▶ [Assignment]: Search the records below for the line containing "instead of panicking". Write out that line and every line after it exactly as written.

▶ [Data for this task]:
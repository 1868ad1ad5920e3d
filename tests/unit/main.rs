//! Unit tests mirroring the `src/` module tree

mod io;
//! Tests for log level selection and logger installation

#[cfg(test)]
mod tests {
    use log::LevelFilter;
    use squaregrid::io::logging::{init_logging, level_for};

    // Tests verbosity counts map onto increasing levels
    // Verified by starting at Info with no flags
    #[test]
    fn test_level_for_verbosity() {
        assert_eq!(level_for(0, false), LevelFilter::Warn);
        assert_eq!(level_for(1, false), LevelFilter::Info);
        assert_eq!(level_for(2, false), LevelFilter::Debug);
        assert_eq!(level_for(3, false), LevelFilter::Trace);
        assert_eq!(level_for(200, false), LevelFilter::Trace);
    }

    // Tests quiet overrides any verbosity
    // Verified by checking verbosity before quiet
    #[test]
    fn test_level_for_quiet() {
        assert_eq!(level_for(0, true), LevelFilter::Error);
        assert_eq!(level_for(3, true), LevelFilter::Error);
    }

    // Tests a second installation reports failure instead of panicking
    // Verified by using init instead of try_init
    #[test]
    fn test_init_logging_once() {
        let _first = init_logging(0, true);
        assert!(!init_logging(2, false));
    }
}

▶ [Task response]:
    // Tests a second installation reports failure instead of panicking
    // Verified by using init instead of try_init
    #[test]
    fn test_init_logging_once() {
        let _first = init_logging(0, true);
        assert!(!init_logging(2, false));
    }
}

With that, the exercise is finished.